Changes in CO2 and CH4 production in response to glucose addition varied between peat types. At 35 °C, CH4 fluxes were greater from unamended Panamanian and Malaysian forest peats compared to carbon amended peats, implying that labile carbon availability was not a limiting factor for production at this temperature. Similarly, CO2 production in peat from the Panamanian primary forest was comparable at 30–35 °C even with glucose amendment implying an additional limiting factor other than temperature. Rates of CO2 and CH4 production in tropical peatlands have previously been reported as lower at low fertility (Sjögersten et al. 2011), with litter decomposition partially constrained by nutrient availability (Hoyos Santillan et al. 2018). The higher response of the Malaysian intercropping peat to glucose addition may reflect the effects of management practices, specifically fertiliser addition. This may substantially alter the temperature sensitivity of the system by alleviating inorganic nitrogen (NH4+/NO2/NO3) limitation (Liu et al. 2016; Wang et al. 2010), although in this study only total peat nitrogen was assessed and this did not differ significantly between peat types. The lack of significant difference in temperature sensitivity of CO2 and CH4 production with glucose addition may be because despite an increase in carbon lability, unamended peats still had sufficient available carbon for respiration due to high organic matter content (Dai et al. 2017). Alternatively, the system is thermodynamically limited due to a shortage of high energy terminal electron acceptors necessary for the decomposition of recalcitrant aromatic carbon which is likely under the low oxygen conditions (Hodgkins et al. 2018; Kolton et al. 2019), and with the relatively low concentration glucose additions being rapidly consumed (Girkin et al. 2018a).
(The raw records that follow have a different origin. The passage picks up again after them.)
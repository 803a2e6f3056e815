//! Diagnostic logging to stderr.

use tracing_subscriber::EnvFilter;

/// Env var holding the log filter (e.g. `trafego_core=debug`).
const LOG_ENV: &str = "TRAFEGO_LOG";

/// Installs the global subscriber.
///
/// `TRAFEGO_LOG` wins when set; otherwise `warn`, or `debug` with `--verbose`.
pub fn init(verbose: bool) {
    let default_level = if verbose { "debug" } else { "warn" };
    let filter = EnvFilter::try_from_env(LOG_ENV).unwrap_or_else(|_| EnvFilter::new(default_level));

    let _ = tracing_subscriber::fmt()
        .with_env_filter(filter)
        .with_writer(std::io::stderr)
        .with_target(false)
        .try_init();
}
Fully understanding the impact of increased temperature on fluxes in situ is more complex due to the additional regulatory roles of microtopography (Jauhiainen et al. 2005), water table changes (Wright et al. 2013), plant inputs of oxygen (Hoyos-Santillan et al. 2016), and small scale heterogeneity of peat organic matter properties (Girkin et al. 2019). In temperate peatlands, vegetation cover has been shown to also have a significant impact on the temperature sensitivity of GHG production (Leroy et al. 2017). Increasing atmospheric CO2 has been found to increase rates of root exudation in wetland ecosystems (Sánchez-Carrillo et al. 2018) and increases in temperature have also been reported to enhance rates of root exudation in some tree species (Uselman et al. 2000), and alter the composition of exudate profiles (Badri and Vivanco 2009; Vančura 1967), both known to be critical regulators of GHG emissions and peat properties (Girkin et al. 2018a, b). As a consequence, the true response of in situ net emissions of GHGs will comprise components driven by both the temperature sensitivity of the peat itself, and any changes in root inputs.

Taken together, our results demonstrate that increased temperatures will substantially increase CO2 and CH4 production in tropical peats, regardless of current land cover. As a consequence, predicted warming for Central America and Southeast Asia will be associated with substantial increases in gaseous carbon emissions (IPCC 2013). However, the extent of this increase is likely to be lower than the response of higher latitude peatlands for which higher Q10s have been reported, including 2.4–5.8 for a Sphagnum peatland (Lupascu et al. 2012) and 2.5–35 (Bergman et al. 1998). Differences in fluxes between peat types are likely driven by contrasts in organic matter properties (Cooper et al. 2019) and/or nutrient availability (Hoyos Santillan et al. 2018; Sjögersten et al. 2011) and microbial community structure and function. Processes that alter organic matter properties, for example the conversion of pristine forest to oil palm, or the use of intercropping species, will further affect fluxes. In addition, our findings demonstrate that the temperature sensitivity of CO2 and CH4 production is not affected by labile carbon addition. This is important because plants can input significant quantities of labile carbon which are not accounted for in the majority of studies of GHG temperature sensitivity.